Recorte de O Jornal, 19 out. 1969 |
Tentarei neste meu trabalho de hoje traçar um aproximado itinerário intelectual de Álvaro Maia, que reputo, com Péricles Moraes, as duas mais altas expressões de grandeza no panorama literário de meu estado natal. Nascido em Humaitá, a 19 de fevereiro de 1894, com 13 anos iniciava os estudos de humanidades no Ginásio Amazonense (1907). Nesse tradicional estabelecimento de ensino médio, logo despertou admiração e respeito, entre os condiscípulos, a corola magnifica de sua inteligência, que se abria em púrpuras e aromas fascinantes.
Foi
gerente, redator e colaborador assíduo da revista AURA, órgão crítico e literário,
cujo primeiro número apareceu em 24 de julho de 1907. Suas brilhantes colaborações
traziam por vezes o pseudônimo ALBOMA, em que o leitor inteligente logo lhe
descobre o verdadeiro nome: AL (Álvaro); BO (Botelho); MA (Maia). O condor
ensaiava os primeiros voos, entre alunos igualmente brilhantes, como Abelardo Araújo
e Cosme Alves Ferreira Filho. No terceiro aniversário da revista (24/07/1910)
escrevia ufano:
“Sentimo-nos invadidos de
orgulho, porque a AURA, a cada passo que vai dando, cada vez que sai aos ventos
da publicidade, cai conquistando simpatias espontâneas, vai caminhando a largos
passos. A sede da glória chegou até nós e, enraizando-se em nossos corações,
lançou fulgurações cintilantes, e, vestindo a clâmide da Verdade, vamos seguindo
pela estrada iluminada pelas suas projeções, guiados pelo saber, como aqueles
Reis Magos da lenda antiga pela estreia do além.”
A
imagem fascinante da glória desde então passou a ter em seu formoso espirito
uma colorida moldura. Em 1911, 19 de agosto, volta a sonhar com a iara deslumbrante
de suas linfas cristalinas: “Sonho com a luta, sonho com a Glória. A Glória é
uma enganadora miragem: é uma luz vaporosa que brilha longe, muito longe, nos
extremos do horizonte e nós, seduzidos pelo seu fulgor, vamos em procura dela.

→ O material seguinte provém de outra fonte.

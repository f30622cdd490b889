use serde::Serialize;
use utoipa::ToSchema;

// WGS-84
pub const WGS84_A_KM: f64 = 6378.137;
pub const WGS84_E2: f64 = 0.006_694_379_990_14;

/// Fixed geodetic location of the ground station.
#[derive(Debug, Clone, Copy, PartialEq, Serialize, ToSchema)]
pub struct Observer {
    pub latitude_deg: f64,
    pub longitude_deg: f64,
    pub elevation_m: f64,
}

impl Default for Observer {
    fn default() -> Self {
        Self {
            latitude_deg: 0.0,
            longitude_deg: 0.0,
            elevation_m: 0.0,
        }
    }
}

impl Observer {
    pub fn new(latitude_deg: f64, longitude_deg: f64, elevation_m: f64) -> Self {
        Self {
            latitude_deg,
            longitude_deg,
            elevation_m,
        }
    }

    /// Parses `"lat, lon"`.
    pub fn from_coordinates(coordinates: &str, elevation_m: Option<f64>) -> Option<Self> {
        let parts: Vec<_> = coordinates.split(',').map(|s| s.trim()).collect();
        if parts.len() < 2 {
            return None;
        }
        let lat: f64 = parts[0].parse().ok()?;
        let lon: f64 = parts[1].parse().ok()?;
        if !(-90.0..=90.0).contains(&lat) || !(-180.0..=360.0).contains(&lon) {
            return None;
        }
        Some(Self::new(lat, lon, elevation_m.unwrap_or(0.0)))
    }

    pub fn lat_rad(&self) -> f64 {
        self.latitude_deg.to_radians()
    }

    pub fn lon_rad(&self) -> f64 {
        self.longitude_deg.to_radians()
    }

    pub fn position_ecef_km(&self) -> [f64; 3] {
        let lat = self.lat_rad();
        let lon = self.lon_rad();
        let sin_lat = lat.sin();
        let cos_lat = lat.cos();
        let n = WGS84_A_KM / (1.0 - WGS84_E2 * sin_lat * sin_lat).sqrt();
        let alt_km = self.elevation_m / 1000.0;
        [
            (n + alt_km) * cos_lat * lon.cos(),
            (n + alt_km) * cos_lat * lon.sin(),
            (n * (1.0 - WGS84_E2) + alt_km) * sin_lat,
        ]
    }
}

#[cfg(test)]
mod tests {
    use super::*;
    use approx::assert_relative_eq;

    #[test]
    fn parses_coordinates() {
        let obs = Observer::from_coordinates("48.417203, 8.752587", Some(445.0)).unwrap();
        assert_relative_eq!(obs.latitude_deg, 48.417203);
        assert_relative_eq!(obs.longitude_deg, 8.752587);
        assert_relative_eq!(obs.elevation_m, 445.0);
    }

    #[test]
    fn rejects_bad_coordinates() {
        assert!(Observer::from_coordinates("48.4", None).is_none());
        assert!(Observer::from_coordinates("north, east", None).is_none());
        assert!(Observer::from_coordinates("91.0, 0.0", None).is_none());
    }

    #[test]
    fn ecef_on_equator_and_pole() {
        let eq = Observer::new(0.0, 0.0, 0.0).position_ecef_km();
        assert_relative_eq!(eq[0], WGS84_A_KM, epsilon = 1e-9);
        assert_relative_eq!(eq[1], 0.0, epsilon = 1e-9);
        assert_relative_eq!(eq[2], 0.0, epsilon = 1e-9);

        let pole = Observer::new(90.0, 0.0, 0.0).position_ecef_km();
        assert_relative_eq!(pole[2], 6356.752, epsilon = 1e-3);
    }
}
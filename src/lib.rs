//! Range-based satellite pass prediction and ground-track ephemeris for a
//! single ground station, with an HTTP API on top.

pub mod predict;
pub mod web;
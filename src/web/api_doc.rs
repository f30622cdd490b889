use utoipa::{
    openapi::security::{Http, HttpAuthScheme, SecurityScheme},
    Modify, OpenApi,
};

use super::api::ephemeris::EphemerisResponse;
use super::api::error::ErrorResponse;
use super::api::polar::PolarResponse;
use super::api::station::{
    Location, StationConfigResponse, StatusMessage, StatusResponse, UpdateStationRequest,
};
use crate::predict::{CompassPoint, Pass, SearchResult, SkyPoint};

#[derive(OpenApi)]
#[openapi(
    paths(
        super::api::station::status,
        super::api::station::get_config,
        super::api::station::update_config,
        super::api::satellites::save_satellites,
        super::api::satellites::search,
        super::api::passes::list_passes,
        super::api::ephemeris::get_ephemeris,
        super::api::polar::get_polar,
    ),
    components(
        schemas(
            StatusResponse,
            Location,
            StationConfigResponse,
            UpdateStationRequest,
            StatusMessage,
            ErrorResponse,
            Pass,
            CompassPoint,
            EphemerisResponse,
            PolarResponse,
            SkyPoint,
            SearchResult,
        )
    ),
    modifiers(&SecurityAddon),
    info(
        title = "Sattrack API",
        description = "Satellite pass prediction and ground-track ephemeris",
        version = "0.1.0"
    ),
    tags(
        (name = "station", description = "Ground station settings"),
        (name = "satellites", description = "Tracked satellite selection"),
        (name = "predict", description = "Passes, ground tracks and sky tracks")
    )
)]
pub struct ApiDoc;

struct SecurityAddon;

impl Modify for SecurityAddon {
    fn modify(&self, openapi: &mut utoipa::openapi::OpenApi) {
        if let Some(components) = openapi.components.as_mut() {
            components.add_security_scheme(
                "api_key",
                SecurityScheme::Http(Http::new(HttpAuthScheme::Bearer)),
            );
        }
    }
}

Muitas vezes semimortos e tristes, queremos voltar, mas não podemos. É que ouvimos
salmos harmoniosos que nos atraem, como os Cânticos das sereias aos marinheiros”.
Nesse
ano de 1911, Álvaro Maia estreou no jornal CORREIO DO NORTE, de propriedade e
direção de Germano Bentes Guerreiro. Era um belo jornal, noticioso e literário,
que diariamente publicava, sob a epígrafe URNAS, uma joia antológica da
literatura luso-brasileira. Foi para mim uma grata surpresa essa estreia,
porque o jornal lança simultaneamente Álvaro Maia e meu pai, que assinava Nonato
Pinheiro. Foi a 14 de maio de 1911, que ambos foram apresentados na primeira
página dominical do referido órgão de imprensa, sob o título “Panoramas”, e o
subtítulo “Duas revelações auspiciosas”. Álvaro tinha 17 anos e meu pai, 21. A crônica
traz o pseudônimo Diable Rouge, que apresenta os dois moços: “Hoje tenho
o prazer de publicar nesta crônica duas magníficas estreias, duas verdadeiras
revelações auspiciosas, dois trabalhos escritos por dois rapazes de visível
merecimento”. Álvaro estreou com o lindo soneto Assuntos Velhos. Meu pai
inaugurava com o poema Nos braços de Vênus. Transcrevo o soneto do aedo
de Humaitá:
ASSUNTOS
VELHOS
Quando tu passas com teu passo
altiva/ os corações altivos seduzindo,/ enamorado e triste vou seguindo/ teu
corpo divinal e fugitivo.// Porque dele evaporas um ativo/ cheio de flores nos
florais abrindo/ que, em espirais ardentes se expandindo,/ me enche o peito dum
doce lenitivo.// Quando passas serena e deslumbrante,/ ficam meus olhos
abismados ante/ a forma do teu corpo de rainha;// E dos lábios em dúlcidos
cortejos/ seguem-te, para que não vás sozinha,/ rindo e cantando turbilhões de
beijos!
Em agosto
desse mesmo ano de 1911, nosso poeta viajou para Fortaleza. Américo Guedes
ofereceu-lhe um almoço de despedida, ao qual compareceram Abelardo Araújo,
Minos Cardoso, Cosme Alves Ferreira Filho, Antônio Barbosa e Demóstenes de
Carvalho. Ao brinde, falaram: Araújo, pelo corpo redacional da revista AURA; Barbosa,
pelo CENÁCULO; Cosme Ferreira, pelos colegas; e Cardoso, em seu próprio nome. O
homenageado agradeceu comovido, proferindo um discurso estrelado de imagens deslumbrantes.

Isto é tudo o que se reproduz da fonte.